■ **EXTRACTED ENTRIES**
==========

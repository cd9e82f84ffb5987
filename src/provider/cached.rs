//! Memoizing wrapper for simple license sources.

use super::{LicenseProvider, LicenseProviderResult, LicenseSource};
use crate::component::ComponentInfo;
use crate::policy::trust::CallContext;
use crate::LicentiaError;
use std::sync::Mutex;
use tracing::trace;

/// Wraps a [`LicenseSource`], loading once and replaying the result until
/// [`reset`](LicenseProvider::reset).
pub struct CachedProvider<S> {
    source: S,
    design_mode: bool,
    cached: Mutex<Option<LicenseProviderResult>>,
}

impl<S: LicenseSource> CachedProvider<S> {
    /// Runtime provider over `source`.
    pub fn new(source: S) -> Self {
        Self {
            source,
            design_mode: false,
            cached: Mutex::new(None),
        }
    }

    /// Mark as a design-time provider.
    pub fn design_time(mut self) -> Self {
        self.design_mode = true;
        self
    }

    /// The wrapped source.
    pub fn source(&self) -> &S {
        &self.source
    }
}

impl<S: LicenseSource> LicenseProvider for CachedProvider<S> {
    fn name(&self) -> String {
        self.source.name()
    }

    fn design_mode(&self) -> bool {
        self.design_mode
    }

    fn get_license(
        &self,
        component: &ComponentInfo,
        _context: &CallContext,
    ) -> Result<LicenseProviderResult, LicentiaError> {
        let mut cached = self.cached.lock().unwrap_or_else(|e| e.into_inner());
        if let Some(result) = cached.as_ref() {
            return Ok(result.clone());
        }

        let result = match self.source.load(component) {
            Ok(text) => LicenseProviderResult::license(text),
            Err(message) => LicenseProviderResult::error(message),
        }
        .ensure_not_empty(&self.source.name())?;

        trace!(component = %component.id(), provider = %self.source.name(), "Loaded license source");
        *cached = Some(result.clone());
        Ok(result)
    }

    fn reset(&self) {
        *self.cached.lock().unwrap_or_else(|e| e.into_inner()) = None;
    }
}
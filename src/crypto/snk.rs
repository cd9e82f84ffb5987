//! Strong-name key blobs.
//!
//! Two layouts are recognized:
//! - public key blob: 12-byte signature header, `PUBLICKEYSTRUC`, then
//!   `RSA1` at offset 20 (160 bytes for a 1024-bit key);
//! - private key pair (`.snk`): `PUBLICKEYSTRUC`, then `RSA2` at offset 8
//!   (596 bytes for a 1024-bit key).
//!
//! All integers in a blob are little-endian.

use crate::crypto::bigint::BigUint;
use crate::crypto::digest;
use crate::crypto::rsa::RsaKey;
use crate::LicentiaError;

const RSA1: &[u8; 4] = b"RSA1";
const RSA2: &[u8; 4] = b"RSA2";
const PUBLIC_MAGIC_OFFSET: usize = 20;
const PRIVATE_MAGIC_OFFSET: usize = 8;

const CALG_RSA_SIGN: u32 = 0x0000_2400;
const CALG_SHA1: u32 = 0x0000_8004;
const PUBLICKEYBLOB: u8 = 0x06;
const CUR_BLOB_VERSION: u8 = 0x02;

/// Parse a strong-name blob into an RSA key.
///
/// `RSA2` blobs yield a private key, `RSA1` blobs a public key.
pub fn key_from_blob(blob: &[u8]) -> Result<RsaKey, LicentiaError> {
    if has_magic(blob, PRIVATE_MAGIC_OFFSET, RSA2) {
        return parse_private(blob);
    }
    if has_magic(blob, PUBLIC_MAGIC_OFFSET, RSA1) {
        return parse_public(blob);
    }
    Err(LicentiaError::InvalidKeyBlob(
        "Expected RSA1 public blob or RSA2 key pair".to_string(),
    ))
}

/// Public-key-only extraction from any strong-name blob.
pub fn public_key_from_blob(blob: &[u8]) -> Result<RsaKey, LicentiaError> {
    Ok(key_from_blob(blob)?.public_key())
}

/// Build the 12-byte-header public key blob for `key`.
pub fn public_blob(key: &RsaKey) -> Result<Vec<u8>, LicentiaError> {
    let key_bytes = key.key_bytes();
    let exponent = key
        .exponent()
        .to_bytes_be_padded(4)
        .ok_or_else(|| LicentiaError::InvalidKeyBlob("Exponent exceeds 32 bits".to_string()))?;
    let modulus = key
        .modulus()
        .to_bytes_be_padded(key_bytes)
        .ok_or_else(|| LicentiaError::InvalidKeyBlob("Modulus size mismatch".to_string()))?;

    let mut blob = Vec::with_capacity(32 + key_bytes);
    blob.extend_from_slice(&CALG_RSA_SIGN.to_le_bytes());
    blob.extend_from_slice(&CALG_SHA1.to_le_bytes());
    blob.extend_from_slice(&((20 + key_bytes) as u32).to_le_bytes());
    blob.extend_from_slice(&[PUBLICKEYBLOB, CUR_BLOB_VERSION, 0, 0]);
    blob.extend_from_slice(&CALG_RSA_SIGN.to_le_bytes());
    blob.extend_from_slice(RSA1);
    blob.extend_from_slice(&((key_bytes * 8) as u32).to_le_bytes());
    blob.extend(exponent.iter().rev());
    blob.extend(modulus.iter().rev());
    Ok(blob)
}

/// Public key token: the last 8 bytes of the SHA-1 of the public blob,
/// reversed, as lowercase hex.
pub fn public_key_token(public_blob: &[u8]) -> String {
    let hash = digest::sha1(public_blob);
    let mut token: Vec<u8> = hash[hash.len() - 8..].to_vec();
    token.reverse();
    hex::encode(token)
}

fn has_magic(blob: &[u8], offset: usize, magic: &[u8; 4]) -> bool {
    blob.get(offset..offset + 4) == Some(&magic[..])
}

/// Cursor over the little-endian fields that follow the magic.
struct BlobReader<'a> {
    blob: &'a [u8],
    pos: usize,
}

impl<'a> BlobReader<'a> {
    fn new(blob: &'a [u8], pos: usize) -> Self {
        Self { blob, pos }
    }

    fn u32(&mut self) -> Result<u32, LicentiaError> {
        let bytes = self.take(4)?;
        Ok(u32::from_le_bytes([bytes[0], bytes[1], bytes[2], bytes[3]]))
    }

    fn integer(&mut self, len: usize) -> Result<BigUint, LicentiaError> {
        let mut bytes = self.take(len)?.to_vec();
        bytes.reverse();
        Ok(BigUint::from_bytes_be(&bytes))
    }

    fn take(&mut self, len: usize) -> Result<&'a [u8], LicentiaError> {
        let end = self.pos + len;
        let slice = self.blob.get(self.pos..end).ok_or_else(|| {
            LicentiaError::InvalidKeyBlob(format!(
                "Blob truncated: need {} bytes, have {}",
                end,
                self.blob.len()
            ))
        })?;
        self.pos = end;
        Ok(slice)
    }
}

fn key_sizes(bit_len: u32) -> Result<(usize, usize), LicentiaError> {
    if bit_len == 0 || bit_len % 16 != 0 {
        return Err(LicentiaError::InvalidKeyBlob(format!(
            "Unsupported key length {} bits",
            bit_len
        )));
    }
    let full = bit_len as usize / 8;
    Ok((full, full / 2))
}

fn parse_public(blob: &[u8]) -> Result<RsaKey, LicentiaError> {
    let mut reader = BlobReader::new(blob, PUBLIC_MAGIC_OFFSET + 4);
    let (full, _) = key_sizes(reader.u32()?)?;
    let exponent = reader.integer(4)?;
    let modulus = reader.integer(full)?;
    RsaKey::from_public_components(modulus, exponent)
}

fn parse_private(blob: &[u8]) -> Result<RsaKey, LicentiaError> {
    let mut reader = BlobReader::new(blob, PRIVATE_MAGIC_OFFSET + 4);
    let (full, half) = key_sizes(reader.u32()?)?;
    let exponent = reader.integer(4)?;
    let modulus = reader.integer(full)?;
    let p = reader.integer(half)?;
    let q = reader.integer(half)?;
    let dp = reader.integer(half)?;
    let dq = reader.integer(half)?;
    let inverse_q = reader.integer(half)?;
    let d = reader.integer(full)?;
    RsaKey::from_private_components(modulus, exponent, d, p, q, dp, dq, inverse_q)
}
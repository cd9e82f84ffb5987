//! Licentia client configuration.

use crate::crypto::rsa::RsaKey;
use crate::LicentiaError;
use std::time::Duration;

/// Settings for talking to a license publisher from a shipped application.
///
/// All values are compiled into the host application.
#[derive(Debug, Clone)]
pub struct ClientConfig {
    /// Application name and version (e.g., "gridview/2.1.0")
    pub app_name: &'static str,

    /// Product name the publisher issues licenses for.
    pub product: &'static str,

    /// Publisher endpoint (http or https URL).
    pub publisher_url: &'static str,

    /// Publisher RSA public key in `RSAKeyValue` XML form.
    /// SECURITY: This should be hard-coded in your application, not read from disk.
    pub publisher_public_key_xml: &'static str,

    /// User-Agent product identifier (e.g., "acme-grid")
    pub user_agent_product: &'static str,

    /// Namespace of the local license store directory.
    pub store_namespace: &'static str,

    /// Release feed consulted by the update checker.
    pub release_feed_url: Option<&'static str>,

    /// Timeout for each publisher or feed request.
    pub request_timeout: Duration,
}

impl ClientConfig {
    /// Validate configuration for obvious errors.
    pub fn validate(&self) -> Result<(), LicentiaError> {
        if self.product.trim().is_empty() {
            return Err(LicentiaError::ConfigError(
                "product cannot be empty".to_string(),
            ));
        }
        if self.store_namespace.trim().is_empty() {
            return Err(LicentiaError::ConfigError(
                "store_namespace cannot be empty".to_string(),
            ));
        }
        check_url("publisher_url", self.publisher_url)?;
        if let Some(url) = self.release_feed_url {
            check_url("release_feed_url", url)?;
        }

        let key = RsaKey::from_xml(self.publisher_public_key_xml).map_err(|e| {
            LicentiaError::ConfigError(format!("publisher_public_key_xml is invalid: {}", e))
        })?;
        if key.has_private() {
            return Err(LicentiaError::ConfigError(
                "publisher_public_key_xml must not contain private key parameters".to_string(),
            ));
        }
        Ok(())
    }
}

fn check_url(field: &str, url: &str) -> Result<(), LicentiaError> {
    let rest = url
        .strip_prefix("https://")
        .or_else(|| url.strip_prefix("http://"));
    match rest {
        Some(host) if !host.is_empty() => Ok(()),
        _ => Err(LicentiaError::ConfigError(format!(
            "{} must be an http(s) URL, got {:?}",
            field, url
        ))),
    }
}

==========

■ **EXERCISE GOAL**
Please copy out each line of the material that holds the string "return".

■ **SOLUTION TO THIS TASK**
            return Ok(result.clone());
        return parse_private(blob);
        return parse_public(blob);
        return Err(LicentiaError::InvalidKeyBlob(format!(
            return Err(LicentiaError::ConfigError(
            return Err(LicentiaError::ConfigError(
            return Err(LicentiaError::ConfigError(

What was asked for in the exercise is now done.